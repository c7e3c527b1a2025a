// src/formula/parser.rs

//! Formula file parsing

use crate::error::{Error, Result};
use crate::formula::format::{Formula, FormulaDocument};
use std::path::Path;

/// Parse and validate a formula from a TOML string
pub fn parse_formula(content: &str) -> Result<Formula> {
    let doc: FormulaDocument =
        toml::from_str(content).map_err(|e| Error::ParseError(format!("Invalid formula: {}", e)))?;
    Formula::try_from(doc)
}

/// Parse and validate a formula from a file
pub fn parse_formula_file(path: &Path) -> Result<Formula> {
    let content = std::fs::read_to_string(path).map_err(|e| {
        Error::IoError(format!("Failed to read formula file {}: {}", path.display(), e))
    })?;

    parse_formula(&content)
}

/// Collect non-fatal warnings for a formula that already passed validation
pub fn validate_formula(formula: &Formula) -> Vec<String> {
    let mut warnings = Vec::new();

    if formula.description().is_none() {
        warnings.push("Missing formula description".to_string());
    }
    if formula.homepage().is_none() {
        warnings.push("Missing formula homepage".to_string());
    }
    if formula.install().steps.is_empty() {
        warnings.push("No install steps specified".to_string());
    }

    for patch in formula.patches() {
        if patch.is_remote() && patch.checksum.is_none() {
            warnings.push(format!("Remote patch {} has no checksum", patch.source));
        }
    }

    for option in formula.options() {
        if option.description.is_empty() {
            warnings.push(format!("Option '{}' has no description", option.name));
        }
    }

    warnings
}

--- Exercise ---
Find the line with "pub fn validate_formula(formula: &Formula)" in the listing above, then write out that line and each remaining line exactly, with no other text.

--- Written reply ---
pub fn validate_formula(formula: &Formula) -> Vec<String> {
    let mut warnings = Vec::new();

    if formula.description().is_none() {
        warnings.push("Missing formula description".to_string());
    }
    if formula.homepage().is_none() {
        warnings.push("Missing formula homepage".to_string());
    }
    if formula.install().steps.is_empty() {
        warnings.push("No install steps specified".to_string());
    }

    for patch in formula.patches() {
        if patch.is_remote() && patch.checksum.is_none() {
            warnings.push(format!("Remote patch {} has no checksum", patch.source));
        }
    }

    for option in formula.options() {
        if option.description.is_empty() {
            warnings.push(format!("Option '{}' has no description", option.name));
        }
    }

    warnings
}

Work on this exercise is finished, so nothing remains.